Les « 75 » de Bir-Hakeim

Les « 75 » de Bir-Hakeim

Les « 75 » de Bir-Hakeim

Par Paul Thiébaut

Cher Ami,

canon-75-monte
Un canon de 75 monté sur camion (Imperial War Museum).
C’est vraiment en prenant de l’âge que beaucoup de souvenirs reviennent en mémoire.
Tu t’es peut-être demandé d’où viennent ces canons ? Oui, ces braves petits 75 de campagne qui nous ont servi à défendre Bir-Hakeim ? Je vais te le dire : moi maréchal des logis-chef Thiébaut de la 1re batterie du 1er R.A.C., sous les ordres de nos officiers Quirot, Chavanac et Emberger, j’ai été mobilisé le 23 août 1939 au 10e R.A.C. à Rueil (Seine-et-Oise). Je suis parti à Narvik (Norvège) avec le corps expéditionnaire sous les ordres du général Béthouard.

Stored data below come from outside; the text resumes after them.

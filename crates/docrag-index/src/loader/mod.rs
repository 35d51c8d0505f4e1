//! Directory ingestion.
//!
//! Unreadable or unparseable files are skipped: each one is logged with
//! `tracing::warn!` and reported in [`LoadedDocuments::skipped`]. Only a
//! missing source directory fails the whole load.

#[cfg(feature = "pdf")]
mod pdf;
mod text;

use std::future::Future;
use std::path::{Path, PathBuf};
use std::pin::Pin;

#[cfg(feature = "pdf")]
pub use pdf::PdfLoader;
pub use text::TextLoader;

use crate::document::Document;
use crate::error::IndexError;

/// Default maximum file size: 50 MiB.
pub const DEFAULT_MAX_FILE_SIZE: u64 = 50 * 1024 * 1024;

pub type LoadFuture<'a> =
    Pin<Box<dyn Future<Output = Result<Vec<Document>, IndexError>> + Send + 'a>>;

/// Reads one file into documents.
pub trait DocumentLoader: Send + Sync {
    fn load(&self, path: &Path) -> LoadFuture<'_>;

    fn supported_extensions(&self) -> &[&str];
}

#[derive(Debug, Clone)]
pub struct LoaderConfig {
    pub recursive: bool,
    pub include_hidden: bool,
    pub max_file_size: u64,
    /// Lowercase extensions without the dot. Empty means every file.
    pub extensions: Vec<String>,
}

impl Default for LoaderConfig {
    fn default() -> Self {
        Self {
            recursive: false,
            include_hidden: false,
            max_file_size: DEFAULT_MAX_FILE_SIZE,
            extensions: Vec::new(),
        }
    }
}

#[derive(Debug, Clone, PartialEq, Eq)]
pub struct SkippedFile {
    pub path: PathBuf,
    pub reason: String,
}

#[derive(Debug, Default)]
pub struct LoadedDocuments {
    pub documents: Vec<Document>,
    pub skipped: Vec<SkippedFile>,
}

pub struct DirectoryLoader {
    config: LoaderConfig,
    loaders: Vec<Box<dyn DocumentLoader>>,
    fallback: TextLoader,
}

impl DirectoryLoader {
    #[must_use]
    pub fn new(config: LoaderConfig) -> Self {
        let max_file_size = config.max_file_size;
        #[cfg_attr(not(feature = "pdf"), expect(unused_mut))]
        let mut loaders: Vec<Box<dyn DocumentLoader>> = Vec::new();
        #[cfg(feature = "pdf")]
        loaders.push(Box::new(PdfLoader { max_file_size }));
        Self {
            loaders,
            fallback: TextLoader { max_file_size },
            config,
        }
    }

    /// Register a loader for additional extensions. Later registrations win.
    #[must_use]
    pub fn with_loader(mut self, loader: Box<dyn DocumentLoader>) -> Self {
        self.loaders.insert(0, loader);
        self
    }

    /// Load every eligible file under `dir`, sorted by path.
    ///
    /// # Errors
    ///
    /// Returns [`IndexError::SourceNotFound`] if `dir` does not exist or is not a directory.
    pub async fn load(&self, dir: &Path) -> Result<LoadedDocuments, IndexError> {
        match tokio::fs::metadata(dir).await {
            Ok(meta) if meta.is_dir() => {}
            _ => return Err(IndexError::SourceNotFound(dir.to_path_buf())),
        }

        let mut loaded = LoadedDocuments::default();
        let files = self.collect_files(dir, &mut loaded.skipped);
        tracing::info!(dir = %dir.display(), files = files.len(), "loading documents");

        for path in files {
            let loader = self.loader_for(&path);
            match loader.load(&path).await {
                Ok(docs) => loaded.documents.extend(docs),
                Err(e) => {
                    tracing::warn!(path = %path.display(), "skipping document: {e}");
                    loaded.skipped.push(SkippedFile {
                        path,
                        reason: e.to_string(),
                    });
                }
            }
        }

        Ok(loaded)
    }

    fn collect_files(&self, dir: &Path, skipped: &mut Vec<SkippedFile>) -> Vec<PathBuf> {
        let mut walker = ignore::WalkBuilder::new(dir);
        walker
            .hidden(!self.config.include_hidden)
            .parents(false)
            .ignore(false)
            .git_global(false)
            .git_exclude(false)
            .git_ignore(self.config.recursive)
            .require_git(false)
            .max_depth(if self.config.recursive { None } else { Some(1) });

        let mut files = Vec::new();
        for entry in walker.build() {
            match entry {
                Ok(entry) => {
                    if entry.file_type().is_some_and(|ft| ft.is_file())
                        && self.extension_allowed(entry.path())
                    {
                        files.push(entry.into_path());
                    }
                }
                Err(e) => {
                    tracing::warn!("skipping unreadable entry: {e}");
                    skipped.push(SkippedFile {
                        path: dir.to_path_buf(),
                        reason: e.to_string(),
                    });
                }
            }
        }
        files.sort();
        files
    }

    fn extension_allowed(&self, path: &Path) -> bool {
        if self.config.extensions.is_empty() {
            return true;
        }
        let ext = extension_of(path);
        self.config.extensions.iter().any(|e| *e == ext)
    }

    fn loader_for(&self, path: &Path) -> &dyn DocumentLoader {
        let ext = extension_of(path);
        self.loaders
            .iter()
            .find(|l| l.supported_extensions().contains(&ext.as_str()))
            .map_or(&self.fallback as &dyn DocumentLoader, AsRef::as_ref)
    }
}

fn extension_of(path: &Path) -> String {
    path.extension()
        .and_then(|e| e.to_str())
        .unwrap_or("")
        .to_ascii_lowercase()
}
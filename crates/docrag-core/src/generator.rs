use std::fmt::Write as _;
use std::sync::Arc;
use std::time::Duration;

use docrag_index::RetrievedContext;
use docrag_llm::{LlmError, LlmProvider, Message};

use crate::error::RagError;

/// Turns a query plus retrieved context into an answer from the chat model.
pub struct AnswerGenerator<P: LlmProvider> {
    provider: Arc<P>,
    timeout: Duration,
}

impl<P: LlmProvider> AnswerGenerator<P> {
    #[must_use]
    pub fn new(provider: Arc<P>, timeout: Duration) -> Self {
        Self { provider, timeout }
    }

    /// # Errors
    ///
    /// Returns [`RagError::Generation`] if the model call fails, exceeds the
    /// configured timeout, or produces a blank answer.
    pub async fn generate(
        &self,
        query: &str,
        context: &RetrievedContext,
    ) -> Result<String, RagError> {
        let prompt = build_prompt(query, &context.text());
        let messages = [Message::system(prompt)];

        let answer = tokio::time::timeout(self.timeout, self.provider.chat(&messages))
            .await
            .map_err(|_| LlmError::Timeout(self.timeout))
            .and_then(|result| result)
            .map_err(|e| RagError::Generation(e.to_string()))?;

        if answer.trim().is_empty() {
            return Err(RagError::Generation(
                LlmError::EmptyResponse {
                    provider: self.provider.name(),
                }
                .to_string(),
            ));
        }

        tracing::debug!(
            provider = self.provider.name(),
            chunks = context.chunks.len(),
            answer_len = answer.len(),
            "answer generated"
        );
        Ok(answer)
    }
}

/// Wrap context and question in explicit tags so neither can bleed into the other.
#[must_use]
pub fn build_prompt(query: &str, context: &str) -> String {
    let mut prompt = String::with_capacity(query.len() + context.len() + 96);
    prompt.push_str("Given the following context, answer the question.\n");
    let _ = write!(
        prompt,
        "<context>\n{context}\n</context>\n<question>\n{query}\n</question>"
    );
    prompt
}
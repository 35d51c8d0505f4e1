use std::time::Duration;

#[derive(Debug, thiserror::Error)]
pub enum LlmError {
    #[error("empty response from {provider}")]
    EmptyResponse { provider: &'static str },

    #[error("embedding not supported by {provider}")]
    EmbedUnsupported { provider: &'static str },

    #[error("request timed out after {}s", .0.as_secs())]
    Timeout(Duration),

    #[error("{0}")]
    Other(String),
}

pub type Result<T> = std::result::Result<T, LlmError>;
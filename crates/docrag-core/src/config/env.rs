use super::Config;

impl Config {
    pub(crate) fn apply_env_overrides(&mut self) {
        if let Ok(v) = std::env::var("DOCRAG_LLM_BASE_URL") {
            self.llm.base_url = v;
        }
        if let Ok(v) = std::env::var("DOCRAG_LLM_MODEL") {
            self.llm.model = v;
        }
        if let Ok(v) = std::env::var("DOCRAG_LLM_EMBEDDING_MODEL") {
            self.llm.embedding_model = v;
        }
        if let Ok(v) = std::env::var("DOCRAG_INDEX_PATH") {
            self.index.path = v.into();
        }
        if let Some(n) = parsed_env::<usize>("DOCRAG_INDEX_CHUNK_SIZE") {
            self.index.chunk_size = n;
        }
        if let Some(n) = parsed_env::<usize>("DOCRAG_INDEX_CHUNK_OVERLAP") {
            self.index.chunk_overlap = n;
        }
        if let Some(recursive) = parsed_env::<bool>("DOCRAG_LOADER_RECURSIVE") {
            self.loader.recursive = recursive;
        }
        if let Some(n) = parsed_env::<usize>("DOCRAG_RETRIEVAL_TOP_K") {
            self.retrieval.top_k = n;
        }
        if let Some(t) = parsed_env::<f32>("DOCRAG_RETRIEVAL_SCORE_THRESHOLD") {
            self.retrieval.score_threshold = t.clamp(-1.0, 1.0);
        }
        if let Some(secs) = parsed_env::<u64>("DOCRAG_TIMEOUT_LLM") {
            self.timeouts.llm_secs = secs;
        }
        if let Some(secs) = parsed_env::<u64>("DOCRAG_TIMEOUT_EMBEDDING") {
            self.timeouts.embedding_secs = secs;
        }
        if let Ok(v) = std::env::var("DOCRAG_GATEWAY_BIND") {
            self.gateway.bind = v;
        }
        if let Some(port) = parsed_env::<u16>("DOCRAG_GATEWAY_PORT") {
            self.gateway.port = port;
        }
    }
}

fn parsed_env<T: std::str::FromStr>(key: &str) -> Option<T> {
    let raw = std::env::var(key).ok()?;
    match raw.trim().parse::<T>() {
        Ok(v) => Some(v),
        Err(_) => {
            tracing::warn!("ignoring invalid {key} value: {raw}");
            None
        }
    }
}
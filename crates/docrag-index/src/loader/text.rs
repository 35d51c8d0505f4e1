use std::path::Path;

use super::{DEFAULT_MAX_FILE_SIZE, DocumentLoader, LoadFuture};
use crate::document::Document;
use crate::error::IndexError;

/// Reads any file as UTF-8 text.
pub struct TextLoader {
    pub max_file_size: u64,
}

impl Default for TextLoader {
    fn default() -> Self {
        Self {
            max_file_size: DEFAULT_MAX_FILE_SIZE,
        }
    }
}

impl DocumentLoader for TextLoader {
    fn load(&self, path: &Path) -> LoadFuture<'_> {
        let path = path.to_path_buf();
        let max_size = self.max_file_size;
        Box::pin(async move {
            let path = tokio::fs::canonicalize(&path).await?;

            let meta = tokio::fs::metadata(&path).await?;
            if meta.len() > max_size {
                return Err(IndexError::FileTooLarge(meta.len()));
            }

            let content_type = match path.extension().and_then(|e| e.to_str()) {
                Some("md" | "markdown") => "text/markdown",
                _ => "text/plain",
            };

            let bytes = tokio::fs::read(&path).await?;
            let content = String::from_utf8(bytes).map_err(|e| IndexError::DocumentLoad {
                path: path.clone(),
                reason: format!("not valid UTF-8: {e}"),
            })?;

            Ok(vec![Document::new(
                path.display().to_string(),
                content_type,
                content,
            )])
        })
    }

    fn supported_extensions(&self) -> &[&str] {
        &["txt", "md", "markdown"]
    }
}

J’étais avec le 1er groupe du 10e R.A.C., nous avions trois batteries de 75 qui représentaient 12 pièces d’artillerie y compris les caissons et les véhicules tracteurs.
Après avoir accompli notre mission, c’est-à-dire avoir refoulé les Allemands à 4 kilomètres à l’intérieur de la frontière suédoise, nous avons reçu l’ordre de rejoindre le port le plus proche. Nous nous sommes embarqués à Harstadt le 31 mai 1940.
Ce jour-là Paris venait d’être occupé. C’était l’affaire de Dunkerque. J’étais à bord du cargo Le Vulcain avec tout le matériel d’artillerie. Nous étions environ à deux heures des côtes de Brest. À la suite des nouvelles que nous avons eues par avion, nous avons décidé de faire demi-tour et de rejoindre le port anglais le plus proche qui n’était pas bien loin de Londres. Les camarades qui étaient avec moi ont tous demandé à rentrer en France. Je suis resté seul à bord avec tout le matériel.
C’est moi qui ait tout débarqué. J’ai livré avec soin tout ce matériel aux Anglais car je me doutais qu’il nous servirait dans des jours très proches.
À la suite de ces événements, avec des ruses de Sioux pour ne pas me faire remarquer de ceux qui étaient restés fidèles au maréchal, j’ai rejoint à Londres Carlton Garden pour m’engager aux F.F.L. le 19 août 1940. Maintenant tu connais la suite…
J’oubliais de te dire. Ce matériel nous a été rendu après les accords des Anglais avec le général de Gaulle. C’est ce matériel qui a permis de créer les toutes premières forces des F.F.L.
Extrait de la Revue de la France Libre, n° 168, juin 1967.